You know, I’ve tried several times to write about my father’s death here in recent days, but have found I cannot. I’ve tried to recreate what I said at his funeral – he died December 16 – but every time I sit down to do it, my muse has been AFK (she’s pretty smart like that; smarter than I, surely). It is the same issue I had trying to put my mother’s death in perspective through writing; history repeats itself like the cruel mistress she is.

Until today, that is. Real life seems determined to intrude on the self-imposed mental holiday I instituted following my father’s burial December 23, although as far as I’m concerned, it lasts until Monday. But that fucking bastard of a devil is in the details. And my muse has coincidentally decided that her holiday is over. She’s fickle and recalcitrant; her timing rarely proves convenient. But I love her just the same (queue that silly Billy Joel song).

But Mistress Muse doesn’t want me to write about Dad, really, at least not yet; rather she wants me to confront death; specifically, the manner of dieing. The pastor that presided over Dad’s funeral said he was touched by the stories that my siblings and I had told during the ceremony, urging us to record them for posterity. But it’s kind of hard to worry about posterity when you’ve just had the ephemeral nature of existence violently thrust through one’s psyche like a barbed lance. Everything dies; everything fades away eventually, ourselves included. How many sons and daughters have mourned the loss of their parents throughout the ages – how many unique stories have been lost forever with the passage of time? How many will be still, as the years pass? The number is countless.
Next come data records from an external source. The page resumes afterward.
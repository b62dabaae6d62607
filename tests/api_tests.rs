use axum::{
    Router,
    body::Body,
    http::{Method, Request, StatusCode},
};
use http_body_util::BodyExt;
use issuetrack::config::Config;
use issuetrack::db::Store;
use issuetrack::domain::drafts::PersonDraft;
use issuetrack::state::SharedState;
use serde_json::{Value, json};
use std::sync::Arc;
use tower::ServiceExt;

struct TestApp {
    router: Router,
    store: Store,
}

async fn spawn_app() -> TestApp {
    let path = std::env::temp_dir().join(format!("issuetrack-api-{}.db", uuid::Uuid::new_v4()));
    let mut config = Config::default();
    config.database.url = format!("sqlite:{}", path.display());
    config.observability.metrics_enabled = false;

    let shared = Arc::new(
        SharedState::new(config)
            .await
            .expect("Failed to create shared state"),
    );
    shared
        .store
        .seed_defaults()
        .await
        .expect("Failed to seed defaults");

    let store = shared.store.clone();
    let state = issuetrack::api::create_app_state(shared, None);
    TestApp {
        router: issuetrack::api::router(state),
        store,
    }
}

impl TestApp {
    async fn send(&self, method: Method, uri: &str, body: Option<Value>) -> (StatusCode, Value) {
        let builder = Request::builder().method(method).uri(uri);
        let request = match body {
            Some(body) => builder
                .header("content-type", "application/json")
                .body(Body::from(body.to_string()))
                .unwrap(),
            None => builder.body(Body::empty()).unwrap(),
        };

        let response = self.router.clone().oneshot(request).await.unwrap();
        let status = response.status();
        let bytes = response.into_body().collect().await.unwrap().to_bytes();
        let json = if bytes.is_empty() {
            Value::Null
        } else {
            serde_json::from_slice(&bytes).unwrap()
        };
        (status, json)
    }

    async fn create_issue(&self, title: &str) -> i64 {
        let (status, body) = self
            .send(
                Method::POST,
                "/api/issues",
                Some(json!({"reporter_id": 1, "status_id": 1, "title": title})),
            )
            .await;
        assert_eq!(status, StatusCode::CREATED, "{body}");
        body["data"]["issue_id"].as_i64().unwrap()
    }
}

#[tokio::test]
async fn test_health_endpoints() {
    let app = spawn_app().await;

    let (status, body) = app.send(Method::GET, "/health", None).await;
    assert_eq!(status, StatusCode::OK);
    assert_eq!(body, json!({"status": "ok"}));

    let (status, body) = app.send(Method::GET, "/health/ready", None).await;
    assert_eq!(status, StatusCode::OK);
    assert_eq!(body["checks"]["database"], true);
}

#[tokio::test]
async fn test_metrics_disabled() {
    let app = spawn_app().await;
    let (status, _) = app.send(Method::GET, "/metrics", None).await;
    assert_eq!(status, StatusCode::NOT_FOUND);
}

#[tokio::test]
async fn test_create_issue_returns_relations() {
    let app = spawn_app().await;

    let (status, body) = app
        .send(
            Method::POST,
            "/api/issues",
            Some(json!({
                "reporter_id": 1,
                "assignee_id": 1,
                "status_id": 1,
                "title": "Street light out",
                "description": "Corner of 5th and Main"
            })),
        )
        .await;

    assert_eq!(status, StatusCode::CREATED);
    assert_eq!(body["status"], 201);
    let data = &body["data"];
    assert_eq!(data["title"], "Street light out");
    assert_eq!(data["priority"], "medium");
    assert_eq!(data["reporter"]["full_name"], "John Doe");
    assert_eq!(data["assignee"]["full_name"], "Jane Smith");
    assert_eq!(data["status"]["status_code"], "open");
    assert_eq!(data["comments"], json!([]));
    assert!(data.get("status_history").is_none());
}

#[tokio::test]
async fn test_create_issue_validation_errors() {
    let app = spawn_app().await;

    let (status, body) = app
        .send(
            Method::POST,
            "/api/issues",
            Some(json!({
                "reporter_id": 1,
                "status_id": 1,
                "title": "ab",
                "priority": "urgent"
            })),
        )
        .await;

    assert_eq!(status, StatusCode::BAD_REQUEST);
    assert_eq!(body["message"], "Validation failed");
    assert_eq!(
        body["details"],
        json!([
            {"field": "title", "message": "title must be at least 3 characters"},
            {"field": "priority", "message": "priority must be one of: low medium high critical"}
        ])
    );
}

#[tokio::test]
async fn test_unknown_reporter_creates_nothing() {
    let app = spawn_app().await;

    let (status, body) = app
        .send(
            Method::POST,
            "/api/issues",
            Some(json!({"reporter_id": 42, "status_id": 1, "title": "Ghost report"})),
        )
        .await;

    assert_eq!(status, StatusCode::BAD_REQUEST);
    assert_eq!(body["message"], "Reporter not found");
    assert_eq!(body["details"], "invalid reporter_id");

    let (_, body) = app.send(Method::GET, "/api/issues", None).await;
    assert_eq!(body["data"], json!([]));
}

#[tokio::test]
async fn test_malformed_requests() {
    let app = spawn_app().await;

    let request = Request::builder()
        .method(Method::POST)
        .uri("/api/issues")
        .header("content-type", "application/json")
        .body(Body::from("{not json"))
        .unwrap();
    let response = app.router.clone().oneshot(request).await.unwrap();
    assert_eq!(response.status(), StatusCode::BAD_REQUEST);
    let bytes = response.into_body().collect().await.unwrap().to_bytes();
    let body: Value = serde_json::from_slice(&bytes).unwrap();
    assert_eq!(body["message"], "Invalid request body");
    assert!(body["details"].is_string());

    let (status, body) = app.send(Method::GET, "/api/issues/abc", None).await;
    assert_eq!(status, StatusCode::BAD_REQUEST);
    assert_eq!(body["message"], "Invalid issue ID");
    assert_eq!(body["details"], "issue_id must be a positive integer");

    let (status, body) = app.send(Method::GET, "/api/issues/999", None).await;
    assert_eq!(status, StatusCode::NOT_FOUND);
    assert_eq!(body, json!({"status": 404, "message": "Issue not found"}));
}

#[tokio::test]
async fn test_list_filters_by_status_code() {
    let app = spawn_app().await;
    let first = app.create_issue("Pothole on Elm").await;
    app.create_issue("Graffiti on bridge").await;

    let (status, _) = app
        .send(
            Method::PATCH,
            &format!("/api/issues/{first}/status"),
            Some(json!({"new_status_id": 3, "changed_by": 1, "comment": "patched"})),
        )
        .await;
    assert_eq!(status, StatusCode::OK);

    let (_, all) = app.send(Method::GET, "/api/issues", None).await;
    assert_eq!(all["data"].as_array().unwrap().len(), 2);

    let (_, open) = app.send(Method::GET, "/api/issues?status=open", None).await;
    let open = open["data"].as_array().unwrap();
    assert_eq!(open.len(), 1);
    assert_eq!(open[0]["title"], "Graffiti on bridge");
    assert_eq!(open[0]["status"]["status_code"], "open");

    let (_, closed) = app.send(Method::GET, "/api/issues?status=closed", None).await;
    assert_eq!(closed["data"][0]["issue_id"], first);

    let (status, unknown) = app.send(Method::GET, "/api/issues?status=archived", None).await;
    assert_eq!(status, StatusCode::OK);
    assert_eq!(unknown["data"], json!([]));
}

#[tokio::test]
async fn test_transition_records_history() {
    let app = spawn_app().await;
    app.store
        .create_officer(&PersonDraft {
            full_name: "Sam Patel".to_string(),
        })
        .await
        .unwrap();
    let id = app.create_issue("Broken bench").await;

    let (status, body) = app
        .send(
            Method::PATCH,
            &format!("/api/issues/{id}/status"),
            Some(json!({"new_status_id": 3, "changed_by": 2, "comment": "fixed"})),
        )
        .await;
    assert_eq!(status, StatusCode::OK);
    assert_eq!(body["data"]["status_id"], 3);
    assert_eq!(body["data"]["status"]["status_code"], "closed");

    let (_, body) = app.send(Method::GET, &format!("/api/issues/{id}"), None).await;
    let history = body["data"]["status_history"].as_array().unwrap();
    assert_eq!(history.len(), 1);
    assert_eq!(history[0]["issue_id"], id);
    assert_eq!(history[0]["old_status_id"], 1);
    assert_eq!(history[0]["new_status_id"], 3);
    assert_eq!(history[0]["changed_by"], 2);
    assert_eq!(history[0]["comment"], "fixed");
}

#[tokio::test]
async fn test_transition_reference_errors() {
    let app = spawn_app().await;
    let id = app.create_issue("Loose railing").await;
    let uri = format!("/api/issues/{id}/status");

    let (status, body) = app
        .send(
            Method::PATCH,
            &uri,
            Some(json!({"new_status_id": 3, "changed_by": 99})),
        )
        .await;
    assert_eq!(status, StatusCode::BAD_REQUEST);
    assert_eq!(body["message"], "Officer not found");
    assert_eq!(body["details"], "invalid changed_by");

    let (status, body) = app
        .send(
            Method::PATCH,
            &uri,
            Some(json!({"new_status_id": 42, "changed_by": 1})),
        )
        .await;
    assert_eq!(status, StatusCode::BAD_REQUEST);
    assert_eq!(body["message"], "Status not found");

    let (status, _) = app
        .send(
            Method::PATCH,
            "/api/issues/777/status",
            Some(json!({"new_status_id": 2, "changed_by": 1})),
        )
        .await;
    assert_eq!(status, StatusCode::NOT_FOUND);

    let (_, body) = app.send(Method::GET, &format!("/api/issues/{id}"), None).await;
    assert_eq!(body["data"]["status_id"], 1);
    assert_eq!(body["data"]["status_history"], json!([]));
}

#[tokio::test]
async fn test_update_issue() {
    let app = spawn_app().await;
    let id = app.create_issue("Noisy neighbours").await;
    let uri = format!("/api/issues/{id}");

    let (status, body) = app
        .send(
            Method::PUT,
            &uri,
            Some(json!({"title": "Very noisy neighbours", "priority": "high", "assignee_id": 1})),
        )
        .await;
    assert_eq!(status, StatusCode::OK);
    assert_eq!(body["data"]["title"], "Very noisy neighbours");
    assert_eq!(body["data"]["priority"], "high");
    assert_eq!(body["data"]["assignee"]["officer_id"], 1);

    let (status, body) = app
        .send(Method::PUT, &uri, Some(json!({"status_id": 2})))
        .await;
    assert_eq!(status, StatusCode::BAD_REQUEST);
    assert_eq!(body["details"][0]["field"], "status_id");

    let (status, body) = app
        .send(Method::PUT, &uri, Some(json!({"assignee_id": 5})))
        .await;
    assert_eq!(status, StatusCode::BAD_REQUEST);
    assert_eq!(body["message"], "Assignee not found");

    let (status, _) = app
        .send(Method::PUT, "/api/issues/404", Some(json!({"title": "Nope"})))
        .await;
    assert_eq!(status, StatusCode::NOT_FOUND);
}

#[tokio::test]
async fn test_delete_issue() {
    let app = spawn_app().await;
    let id = app.create_issue("Abandoned car").await;
    let uri = format!("/api/issues/{id}");

    let (status, body) = app.send(Method::DELETE, &uri, None).await;
    assert_eq!(status, StatusCode::NO_CONTENT);
    assert_eq!(body, Value::Null);

    let (status, _) = app.send(Method::GET, &uri, None).await;
    assert_eq!(status, StatusCode::NOT_FOUND);

    let (status, _) = app.send(Method::DELETE, &uri, None).await;
    assert_eq!(status, StatusCode::NOT_FOUND);
}

#[tokio::test]
async fn test_comment_length_bounds() {
    let app = spawn_app().await;
    let id = app.create_issue("Overflowing bin").await;
    let uri = format!("/api/issues/{id}/comment");

    let (status, body) = app
        .send(
            Method::POST,
            &uri,
            Some(json!({"user_id": 1, "content": "c".repeat(2000)})),
        )
        .await;
    assert_eq!(status, StatusCode::CREATED);
    assert_eq!(body["data"]["user"]["full_name"], "John Doe");
    assert_eq!(body["data"]["issue"]["issue_id"], id);

    let (status, body) = app
        .send(
            Method::POST,
            &uri,
            Some(json!({"user_id": 1, "content": "c".repeat(2001)})),
        )
        .await;
    assert_eq!(status, StatusCode::BAD_REQUEST);
    assert_eq!(
        body["details"],
        json!([{"field": "content", "message": "content must be at most 2000 characters"}])
    );

    let (status, body) = app
        .send(
            Method::POST,
            "/api/issues/321/comment",
            Some(json!({"user_id": 1, "content": "hello"})),
        )
        .await;
    assert_eq!(status, StatusCode::NOT_FOUND);
    assert_eq!(body["message"], "Issue not found");

    let (status, body) = app
        .send(
            Method::POST,
            &uri,
            Some(json!({"user_id": 8, "content": "hello"})),
        )
        .await;
    assert_eq!(status, StatusCode::BAD_REQUEST);
    assert_eq!(body["message"], "User not found");
}

#[tokio::test]
async fn test_comment_lifecycle() {
    let app = spawn_app().await;
    let id = app.create_issue("Blocked drain").await;

    for content in ["reported again", "still blocked"] {
        let (status, _) = app
            .send(
                Method::POST,
                &format!("/api/issues/{id}/comment"),
                Some(json!({"user_id": 1, "content": content})),
            )
            .await;
        assert_eq!(status, StatusCode::CREATED);
    }

    let (_, body) = app
        .send(Method::GET, &format!("/api/issues/{id}/comments"), None)
        .await;
    let comments = body["data"].as_array().unwrap();
    assert_eq!(comments[0]["content"], "still blocked");
    assert_eq!(comments[1]["content"], "reported again");
    let comment_id = comments[0]["comment_id"].as_i64().unwrap();
    let uri = format!("/api/comments/{comment_id}");

    let (status, body) = app
        .send(Method::PUT, &uri, Some(json!({"content": "cleared"})))
        .await;
    assert_eq!(status, StatusCode::OK);
    assert_eq!(body["data"]["content"], "cleared");

    let (status, body) = app.send(Method::GET, &uri, None).await;
    assert_eq!(status, StatusCode::OK);
    assert_eq!(body["data"]["issue"]["title"], "Blocked drain");

    let (status, _) = app.send(Method::DELETE, &uri, None).await;
    assert_eq!(status, StatusCode::NO_CONTENT);

    let (status, body) = app.send(Method::GET, &uri, None).await;
    assert_eq!(status, StatusCode::NOT_FOUND);
    assert_eq!(body["message"], "Comment not found");

    let (status, body) = app.send(Method::GET, "/api/comments/zero", None).await;
    assert_eq!(status, StatusCode::BAD_REQUEST);
    assert_eq!(body["message"], "Invalid comment ID");
}

#[tokio::test]
async fn test_list_officers() {
    let app = spawn_app().await;
    app.store
        .create_officer(&PersonDraft {
            full_name: "Sam Patel".to_string(),
        })
        .await
        .unwrap();

    let (status, body) = app.send(Method::GET, "/api/officers", None).await;
    assert_eq!(status, StatusCode::OK);
    let names: Vec<_> = body["data"]
        .as_array()
        .unwrap()
        .iter()
        .map(|o| o["full_name"].as_str().unwrap().to_string())
        .collect();
    assert_eq!(names, vec!["Jane Smith", "Sam Patel"]);
}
And why should I worry about posterity and preserving memories of my father and mother when I will be dead myself – in 40 odd years if I’m lucky; sooner if I’m not? I’ll have my memories until then. To lay a claim beyond my years seems kind of silly to me right now. Entropy is the nature of the universe; to try and deny that only seems foolish. Perhaps I’ll write about those memories in the future; perhaps not. But if I do, they will only be for my own edification, nothing more. The older I get, the more Buddhist I get; all that matters is now.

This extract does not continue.